23 May 2013
The government has passed the 3-million mark in providing free housing and housing opportunities in South Africa since 1994, the majority of beneficiaries being from the poorest parts of society, Human Settlements Minister Tokyo Sexwale said on Wednesday.
Delivering his department’s budget vote in Parliament in Cape Town, Sexwale said the focus of the government’s housing delivery programme remained the poorest of the poor, many of whom were in and around informal settlements.
“At this stage the following message must be clear: our government does not build slums, imikhukhu, amatyotyombe!’ Sexwale said.
However, he warned that the policy of providing grants that enabled the poor to get free housing was unsustainable in the long term.
“Strictly speaking, this is more of a welfare programme approach than a lasting housing policy, as this programme is driven by the triple evils of unemployment, poverty and inequity.
“For as long as this is the case, so long shall this programme remain, because we as the government are committed to the poor and shall not abandon them.”
Sexwale said his department was, at the same time, working to develop “gap” housing, to address the aspirations of people such as nurses, fire fighters, teachers and members of the armed forces, who earned between R3 000 and R15 000 a month and therefore did not qualify for RDP (free) houses – but did not earn enough for bank bond approval, hence the “gap”.
Nationally, such people are being financially assisted by the National Housing Finance Corporation through an intervention called the Finance Linked Individual Subsidy Programme (FLISP), which gives all qualifying beneficiaries the certainty of being granted loans, bonds or mortgages by banks and other financial institutions.
On the challenges lying ahead, Sexwale said the most pressing was the need to “deracialize” space in the country, which continued to reflect the evil of apartheid social engineering. Undoing this legacy would require time and major resources, he said.
As part of its strategy in this regard, the department was obliging banks to give loans to black people who wanted to buy properties in previously exclusively white areas.
It had also been up buying high-rise buildings in inner cities, refurbishing and transforming them from office space to rented family units. This form of social housing had become popular with young couples, students and single mothers.

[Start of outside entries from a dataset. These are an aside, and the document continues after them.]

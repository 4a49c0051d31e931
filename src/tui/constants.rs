use ratatui::style::Color;

/// Window title shown on the navigation list border
pub const APP_TITLE: &str = "Bookholder";

/// Share of the width given to the navigation list (split offset 0.2)
pub const NAVIGATION_WIDTH_PERCENT: u16 = 20;

/// Status bar height: separator line + message line
pub const STATUS_BAR_HEIGHT: u16 = 2;

/// Height of a bordered single-line text input
pub const INPUT_HEIGHT: u16 = 3;

/// Foreground for the selected navigation entry
pub const SELECTION_FG: Color = Color::Rgb(255, 165, 0); // Orange

/// Selected entry while focus is in the panel (50% darker)
pub const UNFOCUSED_SELECTION_FG: Color = Color::Rgb(127, 82, 0);

pub const PLACEHOLDER_FG: Color = Color::DarkGray;

pub const ERROR_FG: Color = Color::Red;
use crate::tui::component::{Component, Element};
use crate::tui::types::Function;
use crate::tui::widgets::NavListWidget;

#[derive(Debug, Clone)]
pub struct NavListProps {
    pub selected: Option<Function>,
    /// The list owns keyboard focus (the panel does not)
    pub focused: bool,
}

pub struct NavList;

impl Component for NavList {
    type Props = NavListProps;

    fn view(&self, props: &Self::Props) -> Element {
        Element::Widget(Box::new(NavListWidget {
            selected: props.selected,
            focused: props.focused,
        }))
    }
}
use tracing::debug;

use super::action::Action;
use super::component::Effect;
use super::reducers::{reduce_navigation, reduce_panel};
use super::state::AppState;

/// Pure state reducer - like Redux reducer
///
/// Takes current state and an action, returns new state and optional effect.
/// All side effects (writing the config file) are returned as `Effect` to be
/// executed separately.
///
/// Ownership is passed through the sub-reducer chain to avoid cloning:
/// - Each sub-reducer returns Ok((state, effect)) if it handled the action
/// - Or Err(state) to pass ownership back for the next reducer to try
pub fn reduce(state: AppState, action: Action) -> (AppState, Effect) {
    // Navigation actions
    let state = match reduce_navigation(state, &action) {
        Ok(result) => return result,
        Err(state) => state,
    };

    match action {
        Action::PanelAction(panel_action) => reduce_panel(state, panel_action),

        Action::SetStatusMessage { message, is_error } => {
            let mut new_state = state;
            if is_error {
                new_state.system.set_status_error_message(message);
            } else {
                new_state.system.set_status_message(message);
            }
            (new_state, Effect::None)
        }

        Action::Quit => {
            debug!("ACTION: Quit requested");
            (state, Effect::None)
        }

        // Navigation actions are consumed above
        _ => (state, Effect::None),
    }
}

Areas close to townships, known as “No-Man’s Land”, which had been used as buffer zones between black townships and white areas during apartheid, were also being eradicated, with the land going to housing needs, so moving people closer to cities.
New non-racial towns and cities were also being developed to fulfill the principle of a united people in non-racial residential areas. Lephalale, which will be known as Joe Slovo City, in Limpopo province was an example of this policy, Sexwale said.
Illegal sale of houses
On corruption, Sexwale said the commitment root it out remained undiminished, adding that the department was not in favour of “double-dipping”, or the practice of moving into informal settlements from areas where services were being laid.
In other cases, there were some housing recipients who sold their houses illegally.
“This is fraudulent. We implore members of civil society to expose such chance-takers who, like many we have caused to be prosecuted, should face the full might of the law.”